Несколько минут говорили тихо, затем снова раздался звонкий голос хозяина.
— Ошибаетесь! Не годы мерка, а дела. Есть охотники и до спокойной, устричной жизни. Им все нипочем. Чужие слезы, общая нужда, забота — все мимо, мимо, все суета сует. В делах они видят одну обузу, в детях — вечное беспокойство. Так и порхают по миру, поручив народу заботу о хлебе насущном и продолжении рода человеческого. Господа! — продолжал он торжественно. — Много радости можно взять у жизни, но большей радости, чем дети, клянусь честью, не знаю! Только они и делают наше существование до конца оправданным, нашу жизнь вполне сложившейся. И что за чудо морская семья, умеющая ждать и любить, как никто в целом мире! — Неожиданно он перешел на шепот: — Пойдемте со мной в кубрик, и я покажу вам чудо. Только тс-с-с…
"Кубриком" Завойко называл две комнаты, в которых по-приютски тесно стояли детские кровати. Несколько человек последовало за ним гуськом, ступая на носки. Зарудный тоже решил было пойти с ними, но заметил, что Маша, опустив голову, пробирается к нему.
Зарудный отступил в сумрак передней и протянул Маше обе руки, когда девушка вышла из комнаты.
— Ну, вот вы и приехали, — сказала Маша с облегчением. Здравствуйте!
— Вы болели, Машенька? — проговорил Зарудный, стискивая ее руки.
Маша тряхнула головой.
— Нет. Я и сама не знаю, что происходит со мной. Хорошо, что вы вернулись, Анатолий. Я поняла это вот только что, когда увидела вас.

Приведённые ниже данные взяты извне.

//! Blessing catalog for loading and looking up blessing content.
//!
//! Definitions are parsed from TOML, validated once, and shared behind `Arc`
//! so every engine built from the catalog points at the same static data.

use std::path::Path;
use std::sync::Arc;

use crate::blessings::builtin::BUILTIN_BLESSINGS;
use crate::core::error::{BuildError, Result};
use crate::core::types::BlessingId;
use crate::engine::SigilGraphEngine;
use crate::graph::{validate_definition, BlessingDefinition};

/// Ordered collection of validated blessing definitions
#[derive(Debug, Clone, Default)]
pub struct BlessingCatalog {
    blessings: Vec<Arc<BlessingDefinition>>,
}

impl BlessingCatalog {
    /// Create an empty catalog
    pub fn new() -> Self {
        Self::default()
    }

    /// Catalog holding the ten built-in blessings
    pub fn builtin() -> Result<Self> {
        let mut catalog = Self::new();
        for (origin, source) in BUILTIN_BLESSINGS {
            catalog.load_str(origin, source)?;
        }
        tracing::info!("Loaded {} built-in blessings", catalog.len());
        Ok(catalog)
    }

    /// Register a definition, replacing any blessing with the same id
    pub fn register(&mut self, definition: BlessingDefinition) -> Result<BlessingId> {
        validate_definition(&definition)?;
        let id = definition.id.clone();
        let definition = Arc::new(definition);
        match self.blessings.iter_mut().find(|b| b.id == id) {
            Some(existing) => {
                tracing::info!("Replacing blessing {}", id);
                *existing = definition;
            }
            None => self.blessings.push(definition),
        }
        Ok(id)
    }

    /// Parse and register one blessing from TOML text
    pub fn load_str(&mut self, origin: &str, content: &str) -> Result<BlessingId> {
        let definition: BlessingDefinition =
            toml::from_str(content).map_err(|e| BuildError::TomlError {
                origin: origin.to_string(),
                source: e,
            })?;
        self.register(definition)
    }

    /// Load a blessing from a TOML file
    pub fn load_file(&mut self, path: &Path) -> Result<BlessingId> {
        let content = std::fs::read_to_string(path)?;
        self.load_str(&path.display().to_string(), &content)
    }

    /// Load every `.toml` file in a directory, in file name order
    pub fn load_directory(&mut self, path: &Path) -> Result<Vec<BlessingId>> {
        let mut files = Vec::new();
        for entry in std::fs::read_dir(path)? {
            let entry_path = entry?.path();
            if entry_path.is_file() && entry_path.extension().is_some_and(|ext| ext == "toml") {
                files.push(entry_path);
            }
        }
        files.sort();

        let mut ids = Vec::with_capacity(files.len());
        for file in files {
            ids.push(self.load_file(&file)?);
        }
        tracing::info!("Loaded {} blessings from {}", ids.len(), path.display());
        Ok(ids)
    }

    pub fn get(&self, id: &BlessingId) -> Option<&Arc<BlessingDefinition>> {
        self.blessings.iter().find(|b| &b.id == id)
    }

    pub fn ids(&self) -> impl Iterator<Item = &BlessingId> {
        self.blessings.iter().map(|b| &b.id)
    }

    pub fn iter(&self) -> impl Iterator<Item = &Arc<BlessingDefinition>> {
        self.blessings.iter()
    }

    pub fn len(&self) -> usize {
        self.blessings.len()
    }

    pub fn is_empty(&self) -> bool {
        self.blessings.is_empty()
    }

    /// Fresh engine for a blessing
    pub fn engine(&self, id: &BlessingId) -> Result<SigilGraphEngine> {
        let definition = self
            .get(id)
            .ok_or_else(|| BuildError::UnknownBlessing(id.to_string()))?;
        SigilGraphEngine::new(Arc::clone(definition))
    }
}
//! Resource pool - sigil units available to the whole build

use ahash::AHashMap;
use serde::{Deserialize, Serialize};

use crate::core::error::{BuildError, Result};
use crate::core::types::ResourceType;
use crate::resources::ResourceTally;

/// Units of each sigil type the build may spend
///
/// Produced upstream and handed to the engines as a read-only snapshot.
#[derive(Debug, Clone, Default, PartialEq, Eq, Serialize, Deserialize)]
#[serde(transparent)]
pub struct ResourcePool {
    counts: AHashMap<ResourceType, u32>,
}

impl ResourcePool {
    pub fn new() -> Self {
        Self::default()
    }

    /// Builder-style helper for setting one count
    pub fn with(mut self, resource: ResourceType, amount: u32) -> Self {
        self.set(resource, amount);
        self
    }

    /// Units available of a resource type
    pub fn get(&self, resource: ResourceType) -> u32 {
        self.counts.get(&resource).copied().unwrap_or(0)
    }

    /// Set the available units of a resource type
    pub fn set(&mut self, resource: ResourceType, amount: u32) {
        self.counts.insert(resource, amount);
    }

    /// Units still unspent once `used` has been taken out
    pub fn remaining(&self, used: &ResourceTally) -> ResourceTally {
        ResourceType::ALL
            .into_iter()
            .map(|r| (r, self.get(r).saturating_sub(used.get(r))))
            .collect()
    }

    /// Whether `used` overdraws any resource type
    pub fn is_overdrawn(&self, used: &ResourceTally) -> bool {
        ResourceType::ALL.iter().any(|r| used.get(*r) > self.get(*r))
    }

    /// Parse a pool from `kaarn=2,purth=1` style text
    pub fn parse_spec(spec: &str) -> Result<Self> {
        let mut pool = ResourcePool::new();
        for entry in spec.split(',').map(str::trim).filter(|e| !e.is_empty()) {
            let (name, amount) = entry
                .split_once('=')
                .ok_or_else(|| BuildError::InvalidPool(format!("expected type=count, got '{}'", entry)))?;
            let resource: ResourceType = name.parse().map_err(BuildError::InvalidPool)?;
            let amount: u32 = amount
                .trim()
                .parse()
                .map_err(|e| BuildError::InvalidPool(format!("{}: {}", entry, e)))?;
            pool.set(resource, amount);
        }
        Ok(pool)
    }
}
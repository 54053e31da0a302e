//! Blessing content - the built-in ten and anything loaded from disk

pub mod builtin;
pub mod catalog;

pub use builtin::BUILTIN_BLESSINGS;
pub use catalog::BlessingCatalog;
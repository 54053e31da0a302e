//! Dependent closure used for cascade deselection

use ahash::AHashSet;
use std::collections::VecDeque;

use crate::core::types::SigilId;
use crate::graph::definition::SigilDef;

/// Every selected sigil that transitively depends on `root`, plus `root`
///
/// Breadth-first over the selected set only; unselected sigils never join
/// the closure even if they list a removed node as a prerequisite.
pub fn dependent_closure<S: SigilDef>(
    sigils: &[S],
    root: &SigilId,
    selected: &AHashSet<SigilId>,
) -> AHashSet<SigilId> {
    let mut closure = AHashSet::new();
    closure.insert(root.clone());

    let mut queue = VecDeque::from([root.clone()]);
    while let Some(current) = queue.pop_front() {
        for sigil in sigils {
            let id = sigil.id();
            if selected.contains(id)
                && !closure.contains(id)
                && sigil.prerequisites().contains(&current)
            {
                closure.insert(id.clone());
                queue.push_back(id.clone());
            }
        }
    }

    closure
}
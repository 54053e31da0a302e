//! Static sigil graphs and the checks that keep them well-formed

pub mod closure;
pub mod definition;
pub mod validation;

pub use closure::dependent_closure;
pub use definition::{
    AuxiliaryDef, Benefit, BenefitRule, BlessingDefinition, BoostDef, PowerCategory, PowerDef,
    PowerNode, SigilDef, SigilNode,
};
pub use validation::{topological_order, validate_definition};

Кончился танец. Зарудный с Машей отошли к окну. Из гостиной высыпала молодежь.
Мужчины зашли в детскую, тихо, как заговорщики. Остановились по движению руки Завойко.
Деревянные кровати, грубые байковые одеяла, неровные куски медвежьей шкуры на полу, самодельные коврики на дощатых стенах освещались голубым светом заиндевевших окон. Дети спали не шевелясь, ровное дыхание шести маленьких существ наполняло комнату. Казалось, негромкое дыхание колышется в голубоватой зыби, согревает светлые стены.
Завойко наклонился над одной из кроватей. На ней спал выздоровевший Миша. Он дышал спокойно, забросив стиснутые кулачки за голову.
— Это счастье, господа! — прошептал Завойко взволнованно. — Истинное счастье!
Из соседней комнаты, где находились старшие сыновья, вышел Кирилл с ночником в руке и набросился на Завойко:
— Как можно! Как можно, Василий Степанович! — Он говорил скрипучим голосом, не боясь разбудить детей. — Не годится на спящих детей глядеть, ай-ай-ай! Сами бы еще смотрели, а то чужих людей привели, поди же ты, сладу с вами нет!..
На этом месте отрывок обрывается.